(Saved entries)
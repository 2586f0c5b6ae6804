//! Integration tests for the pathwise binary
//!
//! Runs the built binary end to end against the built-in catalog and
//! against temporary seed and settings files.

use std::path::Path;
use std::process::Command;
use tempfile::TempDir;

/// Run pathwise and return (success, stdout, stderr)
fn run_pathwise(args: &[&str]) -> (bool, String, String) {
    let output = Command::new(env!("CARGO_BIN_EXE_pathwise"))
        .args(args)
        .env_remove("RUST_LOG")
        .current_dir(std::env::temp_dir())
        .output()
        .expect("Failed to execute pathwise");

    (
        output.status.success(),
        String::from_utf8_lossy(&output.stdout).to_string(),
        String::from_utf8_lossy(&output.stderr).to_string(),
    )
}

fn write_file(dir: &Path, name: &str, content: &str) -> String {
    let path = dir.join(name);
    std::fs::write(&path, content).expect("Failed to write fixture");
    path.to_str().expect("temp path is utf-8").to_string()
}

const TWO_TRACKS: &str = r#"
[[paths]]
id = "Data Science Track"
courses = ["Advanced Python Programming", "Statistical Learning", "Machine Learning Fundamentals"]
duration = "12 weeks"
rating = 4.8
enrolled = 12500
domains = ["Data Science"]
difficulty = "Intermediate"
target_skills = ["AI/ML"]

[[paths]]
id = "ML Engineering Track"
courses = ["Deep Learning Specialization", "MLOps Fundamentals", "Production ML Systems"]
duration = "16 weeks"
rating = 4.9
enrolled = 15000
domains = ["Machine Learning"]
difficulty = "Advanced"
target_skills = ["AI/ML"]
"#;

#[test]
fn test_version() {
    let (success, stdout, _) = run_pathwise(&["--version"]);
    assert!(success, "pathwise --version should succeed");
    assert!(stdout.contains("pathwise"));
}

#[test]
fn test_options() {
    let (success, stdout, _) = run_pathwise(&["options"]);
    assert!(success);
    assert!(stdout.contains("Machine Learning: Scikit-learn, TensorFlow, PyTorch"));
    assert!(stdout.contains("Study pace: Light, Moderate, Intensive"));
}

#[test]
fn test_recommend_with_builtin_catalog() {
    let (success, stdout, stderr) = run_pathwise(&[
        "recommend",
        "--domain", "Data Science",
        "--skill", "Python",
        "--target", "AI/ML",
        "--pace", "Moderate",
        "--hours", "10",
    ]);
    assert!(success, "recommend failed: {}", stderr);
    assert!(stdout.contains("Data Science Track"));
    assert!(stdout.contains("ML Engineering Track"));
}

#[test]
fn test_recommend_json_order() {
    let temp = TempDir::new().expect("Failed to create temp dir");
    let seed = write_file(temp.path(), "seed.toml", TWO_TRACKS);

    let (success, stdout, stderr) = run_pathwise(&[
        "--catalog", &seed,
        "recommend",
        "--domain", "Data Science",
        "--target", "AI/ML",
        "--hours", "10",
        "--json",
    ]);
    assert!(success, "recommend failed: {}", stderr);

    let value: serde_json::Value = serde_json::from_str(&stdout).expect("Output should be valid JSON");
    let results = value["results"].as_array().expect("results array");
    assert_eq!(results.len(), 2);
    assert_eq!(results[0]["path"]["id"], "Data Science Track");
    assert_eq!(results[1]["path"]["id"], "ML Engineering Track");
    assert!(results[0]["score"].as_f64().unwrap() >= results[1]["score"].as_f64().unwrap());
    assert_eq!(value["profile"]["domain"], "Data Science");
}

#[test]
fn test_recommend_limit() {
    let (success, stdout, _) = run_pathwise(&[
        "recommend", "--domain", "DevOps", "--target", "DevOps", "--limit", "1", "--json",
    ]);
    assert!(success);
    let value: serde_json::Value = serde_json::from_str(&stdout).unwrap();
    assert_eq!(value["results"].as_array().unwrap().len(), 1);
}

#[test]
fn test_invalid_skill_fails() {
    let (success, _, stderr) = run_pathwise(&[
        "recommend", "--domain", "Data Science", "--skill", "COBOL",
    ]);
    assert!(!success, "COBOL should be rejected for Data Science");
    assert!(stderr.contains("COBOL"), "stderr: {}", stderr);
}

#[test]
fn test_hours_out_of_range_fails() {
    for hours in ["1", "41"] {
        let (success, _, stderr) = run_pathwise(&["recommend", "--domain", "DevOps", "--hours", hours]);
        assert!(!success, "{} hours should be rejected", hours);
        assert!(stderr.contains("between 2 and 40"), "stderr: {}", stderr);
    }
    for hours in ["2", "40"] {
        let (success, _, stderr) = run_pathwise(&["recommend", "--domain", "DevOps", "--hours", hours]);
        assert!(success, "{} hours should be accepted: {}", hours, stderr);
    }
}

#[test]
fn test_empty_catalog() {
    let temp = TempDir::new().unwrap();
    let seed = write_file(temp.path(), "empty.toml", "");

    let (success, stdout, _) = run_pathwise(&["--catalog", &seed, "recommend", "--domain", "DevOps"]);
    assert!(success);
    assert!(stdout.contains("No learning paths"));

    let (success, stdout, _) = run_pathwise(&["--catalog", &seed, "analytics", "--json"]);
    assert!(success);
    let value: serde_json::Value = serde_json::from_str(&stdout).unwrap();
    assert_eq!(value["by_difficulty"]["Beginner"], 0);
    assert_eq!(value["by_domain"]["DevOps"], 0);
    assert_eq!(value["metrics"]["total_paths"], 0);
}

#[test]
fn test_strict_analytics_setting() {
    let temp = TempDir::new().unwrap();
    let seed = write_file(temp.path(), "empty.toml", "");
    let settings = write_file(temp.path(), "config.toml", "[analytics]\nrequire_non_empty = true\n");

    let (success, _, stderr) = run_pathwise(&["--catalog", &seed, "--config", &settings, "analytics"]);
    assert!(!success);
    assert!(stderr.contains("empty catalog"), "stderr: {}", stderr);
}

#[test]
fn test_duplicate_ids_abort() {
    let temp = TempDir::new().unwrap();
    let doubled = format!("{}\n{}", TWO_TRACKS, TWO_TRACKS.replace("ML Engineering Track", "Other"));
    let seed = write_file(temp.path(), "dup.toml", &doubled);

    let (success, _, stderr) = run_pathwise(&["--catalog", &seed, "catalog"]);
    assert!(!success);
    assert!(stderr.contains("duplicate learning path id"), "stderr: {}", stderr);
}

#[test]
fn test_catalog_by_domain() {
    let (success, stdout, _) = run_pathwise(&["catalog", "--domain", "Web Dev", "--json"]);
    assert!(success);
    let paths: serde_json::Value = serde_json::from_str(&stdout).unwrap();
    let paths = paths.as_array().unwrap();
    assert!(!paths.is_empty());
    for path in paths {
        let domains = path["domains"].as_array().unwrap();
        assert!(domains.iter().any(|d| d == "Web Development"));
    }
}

YOUR GOAL —
Where the word "settings" occurs in a line of the records, copy that line.

EXERCISE RESPONSE —
//! against temporary seed and settings files.
    let settings = write_file(temp.path(), "config.toml", "[analytics]\nrequire_non_empty = true\n");
    let (success, _, stderr) = run_pathwise(&["--catalog", &seed, "--config", &settings, "analytics"]);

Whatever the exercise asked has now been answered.